Today I will cover Backtracking.

When to use Backtracking

Recognize a problem that can be solved with Backtracking by these signs:

  • The problem asks for all possible solutions / combinations / permutations / arrangements / configurations.
  • You need to find one (or all) valid solution(s) by making a sequence of choices/decisions.
  • There is a decision tree structure: at each step you choose one option from several candidates.
  • The number of possibilities is exponential (n!, 2ⁿ, etc.) but you can prune invalid branches early to avoid full enumeration.
  • You can build the solution incrementally and check validity as you go (partial solutions are meaningful).
  • Constraints allow early termination of a branch (e.g., sum exceeds target, board conflict, duplicate choice, invalid move).
  • The problem involves puzzles, combinatorial search, or constraint satisfaction (Sudoku, N-Queens, crosswords, partitioning).

Words/phrases in the problem: "all possible", "generate", "find all combinations", "all permutations", "solve", "place", "fill", "arrange", "valid configurations", "every way to..."

Backtracking is a class of algorithms for finding solutions to some computational problems, notably constraint satisfaction or enumeration problems, that incrementally builds candidates to the solutions, and abandons a candidate ("backtracks") as soon as it determines that the candidate cannot possibly be completed to a valid solution.

Classic backtracking problem patterns:

  • Generate all subsets / combinations / permutations (with or without duplicates)
  • N-Queens / chess piece placement puzzles
  • Sudoku solver
  • Word search / Boggle
  • Palindrome partitioning
  • Restore IP addresses
  • Combination sum (with target)
  • Letter combinations of a phone number
  • Generate parentheses
  • Rat in a maze / path finding with constraints

One-sentence rule: If the problem feels like "try every reasonable choice, go deeper, undo if it fails, and collect valid complete solutions" it is almost certainly backtracking.

Example - N-Queens

This is a problem often called "N-queens"

Problem statement: Place N queens on an N x N chessboard so that no two queens attack each other.
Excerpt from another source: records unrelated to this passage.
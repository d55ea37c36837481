use crate::error::Result;
use crate::expression::Expression;
use crate::meta::numeric::ReportFlags;
use crate::meta::{Accumulate, ColumnSet, MetaId, MetaInfo, MetaNumeric, RowValue};
use crate::plots::PlotFlags;

#[derive(Debug, Clone, PartialEq)]
pub struct FilterCondition {
    pub meta: MetaId,
    pub predicate: Expression,
}

/// Numeric accumulator over the rows where every dependency holds. Only the
/// current row is consulted.
#[derive(Debug)]
pub struct MetaFiltered {
    inner: MetaNumeric,
    source: MetaId,
    presence: Vec<MetaId>,
    conditions: Vec<FilterCondition>,
    color: Option<String>,
}

impl MetaFiltered {
    pub fn new(info: MetaInfo, source: MetaId, capacity: usize) -> Result<Self> {
        let mut inner = MetaNumeric::new(info, capacity)?;
        inner.set_plots(PlotFlags::NONE);
        Ok(Self {
            inner,
            source,
            presence: Vec::new(),
            conditions: Vec::new(),
            color: None,
        })
    }

    pub fn add_presence(&mut self, meta: MetaId) {
        self.presence.push(meta);
    }

    pub fn add_dependency(&mut self, meta: MetaId, predicate: Expression) {
        self.conditions.push(FilterCondition { meta, predicate });
    }

    pub fn set_plots(&mut self, plots: PlotFlags) {
        self.inner.set_plots(plots);
    }

    pub fn set_output(&mut self, output: ReportFlags) {
        self.inner.set_output(output);
    }

    pub fn set_description(&mut self, description: impl Into<String>) {
        self.inner.info_mut().description = Some(description.into());
    }

    pub fn set_color(&mut self, color: impl Into<String>) {
        self.color = Some(color.into());
    }

    pub fn color(&self) -> Option<&str> {
        self.color.as_deref()
    }

    pub fn info(&self) -> &MetaInfo {
        self.inner.info()
    }

    pub fn source(&self) -> MetaId {
        self.source
    }

    pub fn presence(&self) -> &[MetaId] {
        &self.presence
    }

    pub fn conditions(&self) -> &[FilterCondition] {
        &self.conditions
    }

    pub fn numeric(&self) -> &MetaNumeric {
        &self.inner
    }

    pub fn is_numeric(&self) -> bool {
        self.inner.is_numeric()
    }

    pub fn is_na(&self) -> bool {
        self.inner.is_na()
    }

    pub fn value(&self) -> f64 {
        self.inner.value()
    }

    pub fn memory_usage(&self) -> usize {
        self.inner.memory_usage()
    }

    /// Consume the current row. Column metas must already hold this row's tokens.
    pub fn put_row(&mut self, columns: &ColumnSet) -> Result<()> {
        if !self.inner.is_numeric() {
            return Ok(());
        }
        let Some(source) = columns.get(self.source) else {
            self.inner.degrade();
            return Ok(());
        };
        if !source.is_numeric() {
            self.inner.degrade();
            return Ok(());
        }
        if source.is_na() {
            self.inner.put_missing();
            return Ok(());
        }

        for id in &self.presence {
            match columns.get(*id) {
                Some(meta) if meta.is_numeric_family() && !meta.is_numeric() => {
                    self.inner.degrade();
                    return Ok(());
                }
                Some(meta) if !meta.is_na() => {}
                _ => {
                    self.inner.skip_row();
                    return Ok(());
                }
            }
        }

        for condition in &self.conditions {
            let Some(meta) = columns.get(condition.meta) else {
                self.inner.skip_row();
                return Ok(());
            };
            if !meta.is_numeric() {
                self.inner.degrade();
                return Ok(());
            }
            if meta.is_na() || !condition.predicate.evaluate(meta.value()) {
                self.inner.skip_row();
                return Ok(());
            }
        }

        self.inner.put_value(source.value())
    }

    pub fn finalize(&mut self, columns: &ColumnSet) {
        let source_numeric = columns.get(self.source).is_some_and(|m| m.is_numeric());
        if !source_numeric {
            self.inner.degrade();
        }
        self.inner.finalize();
    }
}

impl RowValue for MetaFiltered {
    fn is_numeric(&self) -> bool {
        self.inner.is_numeric()
    }

    fn is_na(&self) -> bool {
        self.inner.is_na()
    }

    fn value(&self) -> f64 {
        self.inner.value()
    }
}
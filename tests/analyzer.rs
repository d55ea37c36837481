use std::fs;
use std::io::Cursor;

use gwasqc::analyzer::{RunOptions, analyze_reader, log_path, process_descriptors, process_script};
use gwasqc::error::QcError;
use gwasqc::qc::validate_descriptor;
use gwasqc::report::write_report;
use gwasqc::schema::Descriptor;
use gwasqc::types::{
    CHR, EFFECT, EFFECT_HQ, FREQLABEL, MARKER, PVALUE, PVALUE_FROM0TO1, PVALUE_HQ_1, PVALUE_HQ_2,
    PVALUE_IMP_1, PVALUE_IMP_2, PVALUE_MAF_1, PVALUE_MAF_2, STDERR, STRAND, Separator,
};
use tempfile::TempDir;

const HEADER: &str = "MARKER\tALLELE1\tALLELE2\tCHR\tPOSITION\tSTRAND\tPVALUE\tEFFECT\tSTDERR\tFREQLABEL\tIMP_QUALITY\tN\tIMPUTED\tUSED_FOR_IMP";

const ROWS: [&str; 5] = [
    "rs1\tA\tG\t1\t100\t+\t0.01\t0.5\t0.1\t0.2\t0.9\t1000\t1\t0",
    "rs2\ta\tg\t1\t200\t+\t0.5\t-0.2\t0.1\t0.4\t0.95\t1000\t0\t1",
    "rs3\tC\tT\t2\t300\t-\t0.9\t0.1\tNA\t0.3\t0.8\t900\t1\t0",
    "rs4\tG\tA\tX\t400\t+\tNA\t0.3\t0.2\t0.1\t0.7\t800\t0\t1",
    "rs2\tA\tG\t1\t250\t+\t0.2\t0.05\t0.15\t0.45\t0.85\t1000\t0\t1",
];

fn data() -> String {
    let mut text = format!("{HEADER}\n");
    for row in ROWS {
        text.push_str(row);
        text.push('\n');
    }
    text
}

fn descriptor() -> Descriptor {
    let mut descriptor = Descriptor::for_path("study.txt");
    descriptor.header_separator = Some(Separator::Tab);
    descriptor.data_separator = Some(Separator::Tab);
    validate_descriptor(&mut descriptor).expect("valid descriptor");
    descriptor.estimated_rows = Some(16);
    descriptor
}

#[test]
fn analyzes_every_column_and_filter() {
    let report = analyze_reader(Cursor::new(data()), descriptor()).expect("analysis");
    assert_eq!(report.rows, 5);
    assert!(report.column_map.missing.is_empty());
    assert!(report.memory_usage > 0);

    let marker = report
        .column(MARKER)
        .and_then(|m| m.as_uniqueness())
        .expect("marker meta");
    assert_eq!(marker.duplicates(), ["rs2"]);

    let chr = report.column(CHR).and_then(|m| m.as_group()).expect("chr meta");
    assert_eq!(chr.n(), 5);

    for name in [
        PVALUE_FROM0TO1,
        PVALUE_HQ_1,
        PVALUE_HQ_2,
        PVALUE_MAF_1,
        PVALUE_MAF_2,
        PVALUE_IMP_1,
        PVALUE_IMP_2,
        EFFECT_HQ,
    ] {
        assert!(report.filtered(name).is_some(), "{name}");
    }

    let unfiltered = report.filtered(PVALUE_FROM0TO1).expect("unfiltered");
    assert_eq!(unfiltered.numeric().summary().expect("summary").n, 4);
    // rs3 has no standard error.
    let hq = report.filtered(PVALUE_HQ_1).expect("hq");
    assert_eq!(hq.numeric().summary().expect("summary").n, 3);

    let freq = report.high_quality(FREQLABEL).expect("hq freq");
    assert_eq!(freq.info().actual_name, "MAF");
    assert_eq!(freq.numeric().summary().expect("summary").n, 4);

    assert_eq!(report.dependency(EFFECT, STDERR).and_then(|d| d.count), Some(1));
    assert_eq!(report.dependency(PVALUE, EFFECT).and_then(|d| d.count), Some(0));

    let lambda = report.lambda().expect("lambda");
    assert!(lambda.is_finite() && lambda > 0.0, "{lambda}");
    assert!(report.ratio.as_ref().is_some_and(|r| r.info().common_name == "EFFECT_SE_RATIO"));
    assert!(report.cross_table.is_some());

    let mut text = Vec::new();
    write_report(&mut text, &report).expect("report");
    let text = String::from_utf8(text).expect("utf8");
    assert!(text.contains("Rows: 5"));
    assert!(text.contains("[PVALUE_MAF_1] source: PVALUE"));
}

#[test]
fn missing_columns_are_listed() {
    let header = HEADER.replace("\tSTRAND", "");
    let row = ROWS[0].replace("\t+", "");
    let report =
        analyze_reader(Cursor::new(format!("{header}\n{row}\n")), descriptor()).expect("analysis");
    assert_eq!(report.column_map.missing, [STRAND]);
    assert!(report.column(STRAND).is_none());
    assert_eq!(report.rows, 1);
}

#[test]
fn renamed_column_is_found_case_insensitively() {
    let mut descriptor = descriptor();
    descriptor.set_column(PVALUE, "P_VAL");
    let header = HEADER.replace("PVALUE", "p_val");
    let report = analyze_reader(Cursor::new(format!("{header}\n{}\n", ROWS[0])), descriptor)
        .expect("analysis");
    assert!(report.column(PVALUE).is_some());
    assert!(!report.column_map.info.is_empty());
}

#[test]
fn short_row_is_malformed() {
    let text = format!("{HEADER}\n{}\nrs9\tA\n", ROWS[0]);
    let err = analyze_reader(Cursor::new(text), descriptor()).expect_err("malformed");
    assert!(matches!(
        err,
        QcError::MalformedRow {
            line: 3,
            expected: 14,
            actual: 2,
            ..
        }
    ));
}

#[test]
fn empty_data_line_is_fatal() {
    let text = format!("{HEADER}\n{}\n\n{}\n", ROWS[0], ROWS[1]);
    let err = analyze_reader(Cursor::new(text), descriptor()).expect_err("empty line");
    match err {
        QcError::EmptyLine { file, line } => {
            assert_eq!(file, "study.txt");
            assert_eq!(line, 3);
        }
        other => panic!("unexpected error: {other}"),
    }
}

#[test]
fn empty_input_has_no_header() {
    let err = analyze_reader(Cursor::new(""), descriptor()).expect_err("empty");
    assert!(matches!(err, QcError::EmptyHeader { .. }));
}

#[test]
fn unresolved_separators_are_rejected() {
    let descriptor = Descriptor::for_path("study.txt");
    let err = analyze_reader(Cursor::new(data()), descriptor).expect_err("separators");
    assert!(matches!(err, QcError::InvalidArgument(_)));
}

#[test]
fn run_writes_report_and_log() {
    let dir = TempDir::new().expect("tempdir");
    let input = dir.path().join("study.txt");
    fs::write(&input, data()).expect("write input");
    let output_dir = dir.path().join("out");

    let options = RunOptions {
        output_dir: output_dir.clone(),
        threads: Some(2),
        plots: false,
    };
    let descriptors = vec![Descriptor::for_path(&input)];
    let log = log_path(&output_dir, &descriptors);
    let outcomes = process_descriptors(descriptors, &options).expect("run");
    assert_eq!(outcomes.len(), 1);

    let outcome = &outcomes[0];
    assert_eq!(outcome.rows, 5);
    assert!(outcome.lambda.is_some());
    assert_eq!(outcome.report, output_dir.join("gwasqc_study.txt"));
    let report = fs::read_to_string(&outcome.report).expect("read report");
    assert!(report.contains("Rows: 5"));

    assert_eq!(log, output_dir.join("gwasqc_qc.log"));
    let log = fs::read_to_string(&log).expect("read log");
    assert!(log.starts_with("INFO  Processing 1 file(s)\n"));
    assert!(log.contains(&format!("INFO  {}: lambda ", input.display())));
    assert!(log.ends_with("INFO  Finished: 1 file(s), 0 warning(s)\n"));
}

#[test]
fn run_writes_plots() {
    let dir = TempDir::new().expect("tempdir");
    let input = dir.path().join("study.txt");
    fs::write(&input, data()).expect("write input");
    let options = RunOptions {
        output_dir: dir.path().join("out"),
        threads: None,
        plots: true,
    };
    let outcomes =
        process_descriptors(vec![Descriptor::for_path(&input)], &options).expect("run");
    let plots = &outcomes[0].plots;
    assert!(!plots.is_empty());
    assert!(plots.iter().all(|p| p.exists()), "{plots:?}");
    let qq = options.output_dir.join("gwasqc_study_QQ_qqplot_MAF.html");
    assert!(plots.contains(&qq));
    let unique: std::collections::HashSet<_> = plots.iter().collect();
    assert_eq!(unique.len(), plots.len());
}

#[test]
fn run_reports_missing_input() {
    let dir = TempDir::new().expect("tempdir");
    let options = RunOptions {
        output_dir: dir.path().to_path_buf(),
        ..RunOptions::default()
    };
    let absent = dir.path().join("absent.txt");
    let descriptors = vec![Descriptor::for_path(&absent)];
    assert!(process_descriptors(descriptors, &options).is_err());
    let log = fs::read_to_string(dir.path().join("gwasqc_qc.log")).expect("read log");
    assert!(log.contains(&format!("WARN  [{}] ", absent.display())), "{log}");
    assert!(log.ends_with("INFO  Finished: 1 file(s), 1 warning(s)\n"));
}

#[test]
fn script_with_regions_file_annotates_input() {
    let dir = TempDir::new().expect("tempdir");
    let input = dir.path().join("study.txt");
    fs::write(&input, data()).expect("write input");
    let regions = dir.path().join("genes.txt");
    fs::write(&regions, "GENE\tCHROM\tFROM\tTO\nG1\t1\t150\t220\nG2\t2\t1000\t2000\n")
        .expect("write regions");
    let script = dir.path().join("qc.script");
    fs::write(
        &script,
        format!(
            "SEPARATOR TAB\n\
             REGIONS_FILE {}\n\
             REGIONS_FILE_SEPARATOR TAB\n\
             REGION_NAME GENE\n\
             REGION_CHR CHROM\n\
             REGION_START FROM\n\
             REGION_END TO\n\
             REGIONS_DEVIATION 0 100\n\
             PROCESS {}\n",
            regions.display(),
            input.display()
        ),
    )
    .expect("write script");

    let options = RunOptions {
        output_dir: dir.path().join("out"),
        ..RunOptions::default()
    };
    let outcomes = process_script(&script, &options).expect("run");
    let annotated = outcomes[0].annotated.clone().expect("annotated output");
    assert_eq!(annotated, options.output_dir.join("gwasqc_study_annotated.txt"));

    let text = fs::read_to_string(&annotated).expect("read annotation");
    let lines: Vec<&str> = text.lines().collect();
    assert_eq!(
        lines,
        [
            "MARKER\tCHR\tPOSITION\tIN\t+/-100",
            "rs1\t1\t100\tNA\tG1",
            "rs2\t1\t200\tG1\tNA",
            "rs3\t2\t300\tNA\tNA",
            "rs4\tX\t400\tNA\tNA",
            "rs2\t1\t250\tNA\tG1",
        ]
    );

    let log = fs::read_to_string(options.output_dir.join("gwasqc_qc.log")).expect("read log");
    assert!(log.contains("Annotation written to"));
}

#[test]
fn run_without_regions_file_skips_annotation() {
    let dir = TempDir::new().expect("tempdir");
    let input = dir.path().join("study.txt");
    fs::write(&input, data()).expect("write input");
    let options = RunOptions {
        output_dir: dir.path().to_path_buf(),
        ..RunOptions::default()
    };
    let outcomes =
        process_descriptors(vec![Descriptor::for_path(&input)], &options).expect("run");
    assert!(outcomes[0].annotated.is_none());
}

#[test]
fn script_without_process_fails() {
    let dir = TempDir::new().expect("tempdir");
    let script = dir.path().join("qc.script");
    fs::write(&script, "MARKER SNP\n").expect("write script");
    assert!(process_script(&script, &RunOptions::default()).is_err());
}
Queens attack horizontally, vertically, or diagonally. Return one valid board configuration (or all, as a variation).

Represent the board as a list of strings where 'Q' = queen and '.' = empty.

Constraints: 1 <= N <= 9 (for N=1 to N=9 there is always at least one solution).

Example for N=4 (one possible solution):

. Q . .
. . . Q
Q . . .
. . Q .

Output as: [".Q..","...Q","Q...","..Q."]

Here is a naive implementation:

using System.Text;

var count = 0;

IList<IList<string>> SolveNQueens(int n)
{
    var result = new List<IList<string>>();
    char[,] board = new char[n, n];
    for (var i = 0; i < n; i++)
        for (var j = 0; j < n; j++)
            board[i, j] = '.';

    PlaceQueensNaive(board, 0, n, result);
    return result;
}

void PlaceQueensNaive(char[,] board, int row, int n, IList<IList<string>> result)
{
    count++;
    if (row == n)
    {
        // Check if valid (very late)
        if (IsValid(board, n))
        {
            var sol = new List<string>();
            for (var i = 0; i < n; i++)
            {
                var sb = new StringBuilder();
                for (var j = 0; j < n; j++)
                    sb.Append(board[i, j]);
                sol.Add(sb.ToString());
            }
            result.Add(sol);
        }
        return;
    }
    for (var col = 0; col < n; col++)
    {
        board[row, col] = 'Q';
        PlaceQueensNaive(board, row + 1, n, result);
        board[row, col] = '.';  // backtrack
    }
}

bool IsValid(char[,] board, int n)
{
    // Check columns and diagonals for each queen
    for (var r = 0; r < n; r++)
    {
        for (var c = 0; c < n; c++)
        {
            if (board[r, c] != 'Q') continue;

            // Check right, down-right, down-left from this queen
            // (we only need to check one direction because we fill row by row)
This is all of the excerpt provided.